Get Started Free
course: Kafka Connect 101

Connectors, Configuration, Converters, and Transforms

9 min
Danica Fine

Danica Fine

Senior Developer Advocate (Presenter)

Inside Kafka Connect

inside-kafka-connect

Kafka Connect is built around a pluggable architecture of several components, which together provide very flexible integration pipelines. To get the most out of Kafka Connect it’s important to understand these components and their roles:

  • Connectors are responsible for the interaction between Kafka Connect and the external technology it’s being integrated with
  • Converters handle the serialization and deserialization of data
  • Transformations can optionally apply one or more transformations to the data passing through the pipeline

Connectors

kafka-connect-pipeline-connectors

The key component of any Kafka Connect pipeline is a connector instance which is a logical job that defines where data should be copied to and from. All of the classes that implement or are used by a connector instance are defined in its connector plugin. Written by the community, a vendor, or occasionally written bespoke by the user, the plugin integrates Kafka Connect with a particular technology. These plugins are reusable components that you can download, install, and use without writing code.

For example:

  • The Debezium MySQL source connector uses the MySQL bin log to read events from the database and stream these to Kafka Connect
  • The Elasticsearch sink connector takes data from Kafka Connect, and using the Elasticsearch APIs, writes the data to Elasticsearch
  • The S3 connector from Confluent can act as both a source and sink connector, writing data to S3 or reading it back in

A SOURCE connector plugin knows how to talk to a specific SOURCE data system and generate records that Kafka Connect then writes into Kafka. On the downstream side, the connector instance configuration specifies the topics to be consumed and Kafka Connect reads those topics and sends them to the SINK connector that knows how to send those records to a specific SINK data system.

So the connectors know how to work with the records and talk to the external data system, but Kafka Connect workers act as the conductor and take care of the rest. We will define what a worker is shortly.
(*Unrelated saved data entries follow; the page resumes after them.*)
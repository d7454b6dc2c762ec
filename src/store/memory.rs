//! In-memory signal store

use super::{window_start, SignalPatch, SignalStore, StoreError};
use crate::signal::{IdentityKey, Signal};
use async_trait::async_trait;
use chrono::{DateTime, Utc};
use std::collections::HashMap;
use std::sync::Arc;
use tokio::sync::RwLock;
use uuid::Uuid;

/// Signal store backed by a map in memory
#[derive(Clone, Default)]
pub struct MemorySignalStore {
    signals: Arc<RwLock<HashMap<Uuid, Signal>>>,
}

impl MemorySignalStore {
    /// Create an empty store
    pub fn new() -> Self {
        Self::default()
    }

    /// Create a store seeded with existing rows
    pub fn from_signals(signals: Vec<Signal>) -> Self {
        let map = signals.into_iter().map(|s| (s.id, s)).collect();
        Self {
            signals: Arc::new(RwLock::new(map)),
        }
    }

    /// All rows ordered by first detection, then id
    pub async fn snapshot(&self) -> Vec<Signal> {
        let signals = self.signals.read().await;
        let mut rows: Vec<Signal> = signals.values().cloned().collect();
        rows.sort_by(|a, b| {
            a.first_detected_at
                .cmp(&b.first_detected_at)
                .then_with(|| a.id.cmp(&b.id))
        });
        rows
    }

    pub async fn len(&self) -> usize {
        self.signals.read().await.len()
    }

    pub async fn is_empty(&self) -> bool {
        self.signals.read().await.is_empty()
    }

    pub async fn get(&self, id: Uuid) -> Option<Signal> {
        self.signals.read().await.get(&id).cloned()
    }

    /// Replace every row with `rows`
    pub async fn restore(&self, rows: Vec<Signal>) {
        let mut signals = self.signals.write().await;
        *signals = rows.into_iter().map(|s| (s.id, s)).collect();
    }
}

#[async_trait]
impl SignalStore for MemorySignalStore {
    async fn find_active_signal(
        &self,
        key: &IdentityKey,
        since: DateTime<Utc>,
    ) -> Result<Option<Signal>, StoreError> {
        let signals = self.signals.read().await;
        let found = signals
            .values()
            .filter(|s| s.is_active && s.last_detected_at >= since && &s.identity() == key)
            .max_by_key(|s| s.last_detected_at)
            .cloned();
        Ok(found)
    }

    async fn insert_signal(&self, signal: &Signal) -> Result<Uuid, StoreError> {
        let mut signals = self.signals.write().await;
        if signal.is_active {
            let key = signal.identity();
            if signals.values().any(|s| s.is_active && s.identity() == key) {
                return Err(StoreError::DuplicateActive(key.to_string()));
            }
        }
        signals.insert(signal.id, signal.clone());
        Ok(signal.id)
    }

    async fn update_signal(&self, id: Uuid, patch: SignalPatch) -> Result<(), StoreError> {
        let mut signals = self.signals.write().await;
        let row = signals.get_mut(&id).ok_or(StoreError::NotFound(id))?;
        patch.apply_to(row);
        Ok(())
    }

    async fn mark_expired_inactive(
        &self,
        now: DateTime<Utc>,
        hours_threshold: i64,
    ) -> Result<usize, StoreError> {
        let stale_before = if hours_threshold > 0 {
            Some(window_start(now, hours_threshold)?)
        } else {
            None
        };
        let mut signals = self.signals.write().await;
        let mut deactivated = 0;
        for signal in signals.values_mut().filter(|s| s.is_active) {
            let expired = signal.is_expired_at(now);
            let stale = stale_before.is_some_and(|before| signal.last_detected_at < before);
            if expired || stale {
                signal.is_active = false;
                deactivated += 1;
            }
        }
        Ok(deactivated)
    }

    async fn list_signals(&self, active_only: bool) -> Result<Vec<Signal>, StoreError> {
        Ok(self
            .snapshot()
            .await
            .into_iter()
            .filter(|s| !active_only || s.is_active)
            .collect())
    }
}
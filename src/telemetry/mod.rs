//! Telemetry module
//!
//! Structured logging and Prometheus metrics

mod logging;
mod metrics;

pub use logging::{init_logging, LogFormat};
pub use metrics::{
    increment_counter, increment_labeled, record_latency, set_gauge, CounterMetric, GaugeMetric,
    LatencyMetric,
};

use crate::config::TelemetryConfig;
use metrics_exporter_prometheus::PrometheusBuilder;
use std::net::SocketAddr;

/// Guard held for the lifetime of the process
pub struct TelemetryGuard {
    metrics_addr: Option<SocketAddr>,
}

impl TelemetryGuard {
    /// Address of the Prometheus listener, if one was started
    pub fn metrics_addr(&self) -> Option<SocketAddr> {
        self.metrics_addr
    }
}

/// Initialize logging and, when a port is configured, the metrics endpoint.
///
/// Must be called from within a Tokio runtime when `metrics_port` is set.
pub fn init_telemetry(config: &TelemetryConfig) -> anyhow::Result<TelemetryGuard> {
    init_logging(&config.log_level, config.log_format)?;

    let metrics_addr = match config.metrics_port {
        Some(port) => {
            let addr = SocketAddr::from(([0, 0, 0, 0], port));
            PrometheusBuilder::new()
                .with_http_listener(addr)
                .install()
                .map_err(|e| anyhow::anyhow!("Failed to start metrics exporter: {}", e))?;
            tracing::info!(%addr, "Prometheus metrics endpoint listening");
            Some(addr)
        }
        None => None,
    };

    Ok(TelemetryGuard { metrics_addr })
}
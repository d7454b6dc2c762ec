//! Scan types

use crate::continuity::ContinuityReport;
use crate::provider::ProviderError;
use crate::signal::Signal;
use rust_decimal::Decimal;
use rust_decimal_macros::dec;
use serde::{Deserialize, Serialize};
use std::time::Duration;
use thiserror::Error;

/// Orchestrator configuration
#[derive(Debug, Clone, Deserialize)]
#[serde(default)]
pub struct ScanConfig {
    /// Tickers in flight at once
    pub concurrency: usize,
    /// Signals kept per ticker after ranking
    pub per_ticker_cap: usize,
    pub ticker_timeout_secs: u64,
    pub batch_size: usize,
    /// Rate-limited share of a batch above which the scanner cools down
    pub rate_limit_cooldown_fraction: Decimal,
    pub cooldown_secs: u64,
}

impl ScanConfig {
    pub fn ticker_timeout(&self) -> Duration {
        Duration::from_secs(self.ticker_timeout_secs)
    }

    pub fn cooldown(&self) -> Duration {
        Duration::from_secs(self.cooldown_secs)
    }
}

impl Default for ScanConfig {
    fn default() -> Self {
        Self {
            concurrency: 3,
            per_ticker_cap: 3,
            ticker_timeout_secs: 30,
            batch_size: 50,
            rate_limit_cooldown_fraction: dec!(0.25),
            cooldown_secs: 60,
        }
    }
}

/// Scan errors
#[derive(Debug, Error)]
pub enum ScanError {
    /// Every ticker failed at the provider
    #[error("Provider outage: all {tickers} tickers failed")]
    ProviderOutage { tickers: usize },
}

/// Result of one chain through detect, spread, grade and filter
#[derive(Debug, Clone, Default)]
pub struct ChainAnalysis {
    /// Signals that passed the post-filter
    pub signals: Vec<Signal>,
    /// Signals graded before filtering
    pub graded: usize,
    pub filtered_out: usize,
}

/// How one ticker ended
#[derive(Debug)]
pub enum TickerOutcome {
    Analyzed(ChainAnalysis),
    RateLimited,
    Unavailable,
    Failed(ProviderError),
}

/// Batch counters
#[derive(Debug, Clone, Copy, Default, PartialEq, Eq, Serialize)]
pub struct ScanSummary {
    pub tickers_scanned: usize,
    pub tickers_with_signals: usize,
    pub rate_limited: usize,
    pub unavailable: usize,
    /// Transient, timeout or malformed
    pub failed: usize,
    pub graded: usize,
    pub filtered_out: usize,
    /// Signals that passed the post-filter
    pub candidates: usize,
    /// Dropped by the per-ticker cap
    pub capped: usize,
    pub kept: usize,
    pub cooldowns: usize,
}

impl ScanSummary {
    /// Tickers that ended in a provider error other than missing data
    pub fn provider_failures(&self) -> usize {
        self.rate_limited + self.failed
    }
}

/// Ranked signals plus counters
#[derive(Debug, Clone, Default)]
pub struct ScanReport {
    pub signals: Vec<Signal>,
    pub summary: ScanSummary,
}

/// One poll cycle: sweep, scan, continuity
#[derive(Debug, Clone, Default)]
pub struct CycleReport {
    pub scan: ScanReport,
    pub continuity: ContinuityReport,
    pub deactivated: usize,
    /// The stale sweep errored; the scan still ran
    pub sweep_failed: bool,
}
Add a Connector Instance with the REST API

To specify a connector you include its name in your configuration—each connector's documentation will give you the particular classname string to use. As you may expect, connectors have different configuration properties specific to the technology with which they’re integrating. A cloud connector will need to know the region, the credentials, and the endpoint to use. A database connector will need to know the names of the tables, the database hostname, and so on.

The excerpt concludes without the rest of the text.